New site design, less bloat


Recently I've been on a minimalist kick and I've been cutting out things in my life to make everything simpler. While I've been mostly focusing on physical things I've also taken the axe to some parts of my digital life.

One of thing I recently did was terminate my LinkedIn account. Primarily, this was because the way I used LinkedIn didn't bring a lot of value to me. I basically only used it as a digital posting of my resume. I didn't take advantage of any of the "social" features except to accept/ignore friend requests. The one time I did try to use the social features was when I was looking for a job and attempted to contact the HR representatives behind the job postings. Ultimately it was fruitless and most of my messages either got ignored or I got delegated to a different person...who then also ignored my messages.

So I thought to myself, was LinkedIn providing me any value that email and a simple resume/portfolio site couldn't? Was it worth it to relinquish my personal information to LinkedIn for its feature set? For me the answers were no, so I dove back into years after the last time I touched it!

There's been a lot of online discussion about the "bloat" of the modern internet and it has really resonated with me. Feels like everyday the front-end stack gets more complicated with new frameworks or new tools. I run uBlock and uMatrix in my browser and it has really revealed to me how many sites make tens if not hundreds of requests per page load...the worst offenders usually being the ones with the least dynamic content! Dan Luu's article presents some interesting ideas and explores the issue of bloat at a technical level and despite these sites being parodies they speak a lot of truth: Motherfucking website, Better Motherfucking website and The Best Motherfucking website.

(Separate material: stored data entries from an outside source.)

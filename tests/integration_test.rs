use autoapply::{
    config::AppConfig,
    db::{self, queries, PgTaskStore, TaskStore},
    models::posting::JobPosting,
    models::task::{InterviewPayload, ScrapePayload, TaskKind, TaskOutcome, TaskPayload, TaskStatus},
    services::{
        notifier::NoopNotifier,
        queue::{Delivery, JobQueue, QueuedTask, TaskQueue},
        reporter::StatusReporter,
        submitter::TaskSubmitter,
    },
};
use std::sync::Arc;
use std::time::Duration;
use uuid::Uuid;

/// Integration test: submission, claim, outcome and status against real
/// PostgreSQL and Redis.
///
/// Note: This requires a running PostgreSQL and Redis instance
/// configured via DATABASE_URL and REDIS_URL.
#[tokio::test]
#[ignore] // Run with: cargo test --test integration_test -- --ignored
async fn test_full_integration() {
    let config = AppConfig::from_env().expect("Failed to load config");

    let db_pool = db::init_pool(&config.database_url)
        .await
        .expect("Failed to connect to database");
    db::run_migrations(&db_pool)
        .await
        .expect("Failed to run migrations");

    let queue = Arc::new(JobQueue::new(&config.redis_url).expect("Failed to initialize queue"));
    queue.health_check().await.expect("Redis unreachable");

    let store: Arc<dyn TaskStore> = Arc::new(PgTaskStore::new(db_pool.clone()));
    let reporter = StatusReporter::new(store.clone(), Arc::new(NoopNotifier));
    let submitter = TaskSubmitter::new(store.clone(), queue.clone(), reporter.clone());

    let user_id = format!("it-{}", Uuid::new_v4());

    // 1. Submit persists a queued row and enqueues it
    let task_id = submitter
        .submit_interview(InterviewPayload {
            user_id: user_id.clone(),
            job_title: "Integration Tester".to_string(),
            company: None,
            skills: vec![],
        })
        .await
        .expect("Submit failed");

    let view = submitter.status(task_id).await.expect("Status failed");
    assert_eq!(view.status, TaskStatus::Queued);

    // 2. Dequeue until our task shows up (other tests may share the queue)
    let delivery = loop {
        let delivery = queue
            .dequeue(TaskKind::Interview)
            .await
            .expect("Dequeue failed")
            .expect("Queue unexpectedly empty");
        if delivery.task.task_id == task_id {
            break delivery;
        }
        queue.ack(&delivery).await.expect("Ack failed");
    };

    // 3. Claim moves the row to processing
    let attempts = store.claim(task_id).await.expect("Claim failed");
    assert_eq!(attempts, Some(1));

    // 4. Record a terminal outcome, then acknowledge
    let outcome = TaskOutcome::success(vec![]).with_result(serde_json::json!({ "questions": [] }));
    assert!(reporter.report(&delivery.task, &outcome).await.expect("Report failed"));
    queue.ack(&delivery).await.expect("Ack failed");

    // 5. Terminal rows are immutable
    let late = TaskOutcome::failed(vec![], "late failure");
    assert!(!store.record(task_id, &late).await.expect("Record failed"));
    assert_eq!(store.claim(task_id).await.expect("Claim failed"), None);

    let first = submitter.status(task_id).await.expect("Status failed");
    let second = submitter.status(task_id).await.expect("Status failed");
    assert_eq!(first, second);
    assert_eq!(first.status, TaskStatus::Success);

    // 6. Stats and listing
    let stats = queries::task_stats(&db_pool, &user_id, TaskKind::Interview)
        .await
        .expect("Stats failed");
    assert_eq!(stats.total, 1);
    assert_eq!(stats.success, 1);

    let tasks = queries::list_user_tasks(&db_pool, &user_id, 10)
        .await
        .expect("List failed");
    assert_eq!(tasks.len(), 1);

    // 7. Postings upsert by URL
    let posting = JobPosting {
        url: format!("https://careers.example.org/{}", Uuid::new_v4()),
        title: "Integration Tester".to_string(),
        company: "Example Org".to_string(),
        ..JobPosting::default()
    };
    let id_a = store
        .save_posting(&user_id, &posting, None)
        .await
        .expect("Save failed");
    let id_b = store
        .save_posting(&user_id, &posting, Some("<html></html>"))
        .await
        .expect("Save failed");
    assert_eq!(id_a, id_b);

    println!("Integration test passed for task {task_id}");
}

/// Drain `kind` on `queue` until `task_id` shows up, acknowledging anything
/// else left over from earlier runs.
async fn take(queue: &JobQueue, kind: TaskKind, task_id: Uuid) -> Option<Delivery> {
    while let Some(delivery) = queue.dequeue(kind).await.expect("Dequeue failed") {
        if delivery.task.task_id == task_id {
            return Some(delivery);
        }
        queue.ack(&delivery).await.expect("Ack failed");
    }
    None
}

/// Integration test: startup recovery only takes deliveries whose consumer
/// lease has expired.
#[tokio::test]
#[ignore] // Run with: cargo test --test integration_test -- --ignored
async fn test_recovery_respects_live_leases() {
    let config = AppConfig::from_env().expect("Failed to load config");
    let holder = JobQueue::with_lease(&config.redis_url, Duration::from_secs(1))
        .expect("Failed to initialize queue");
    let restarted = JobQueue::new(&config.redis_url).expect("Failed to initialize queue");
    holder.heartbeat().await.expect("Heartbeat failed");
    restarted.heartbeat().await.expect("Heartbeat failed");

    let task = QueuedTask::new(
        Uuid::new_v4(),
        TaskPayload::Scrape(ScrapePayload {
            user_id: "it-lease".to_string(),
            url: "https://careers.example.org/lease".to_string(),
        }),
    );
    holder.enqueue(&task).await.expect("Enqueue failed");
    take(&holder, TaskKind::Scrape, task.task_id)
        .await
        .expect("Enqueued task not delivered");

    // The holder's lease is live: nothing of ours is recovered.
    restarted
        .recover_in_flight(TaskKind::Scrape)
        .await
        .expect("Recovery failed");
    assert!(take(&restarted, TaskKind::Scrape, task.task_id).await.is_none());

    // Without heartbeats the lease lapses and the delivery comes back.
    tokio::time::sleep(Duration::from_millis(2500)).await;
    let moved = restarted
        .recover_in_flight(TaskKind::Scrape)
        .await
        .expect("Recovery failed");
    assert!(moved >= 1);
    let redelivered = take(&restarted, TaskKind::Scrape, task.task_id)
        .await
        .expect("Expired delivery not recovered");
    restarted.ack(&redelivered).await.expect("Ack failed");
    restarted.release().await.expect("Release failed");
}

So my plan was to refresh my personal website with these goals:

  • Remove all bloat and make it as lightweight as possible
  • Display my resume/projects
  • Make it easy to update


Here is how I achieved those goals:

Step 1: I continue to use Pelican to generate a static website. You can't get simpler/faster than a static website.

Step 2: I removed all excess stylesheets,javascript and anything else that added bloat or made extra external requests. Here is a list of the things I cut out:

  • Bootstrap css/js
  • Disqus comments
  • Google Analytics
  • Google fonts
  • Github syntax highlighting css
  • Social icon set

Step 3: I re-wrote the base theme from scratch to be as minimal as possible. It's not to everyone's taste but I prefer the simpler pages with less noise and more content.

Step 4: I now deploy to gitlab-pages instead of my personal server. The main driving point is that it saves me from having to do the work of tinkering with nginx/deploy scripts. The less "stuff" I have to manage myself on my systems the better -- part of the minimalist strategy. I was planning to deploy to github-pages originally but I found the requirements too annoying. To deploy a 'user' page to github you have to create a repository with the HTML content at the top level. This means I would have to maintain two repositories, one for the code and one for the output OR do something janky like output the HTML at the root of my source tree. I discovered Gitlab's pages and it's SOOOO much better. I just push my repository with an additional configuration file for their continuous integration system and it builds/publishes my project automatically for me.


Using the blog post index page for the data, I was able to reduce my website from 19 requests and 278.50 KB to 3 requests and 7.58 KB. In terms of pure numbers, that's just from small to smaller but on a relative level thats more than 3x less requests and more than 36x smaller!

Overall I think the project was successful: less physical bytes to deliver my content and less mental bytes to publish it!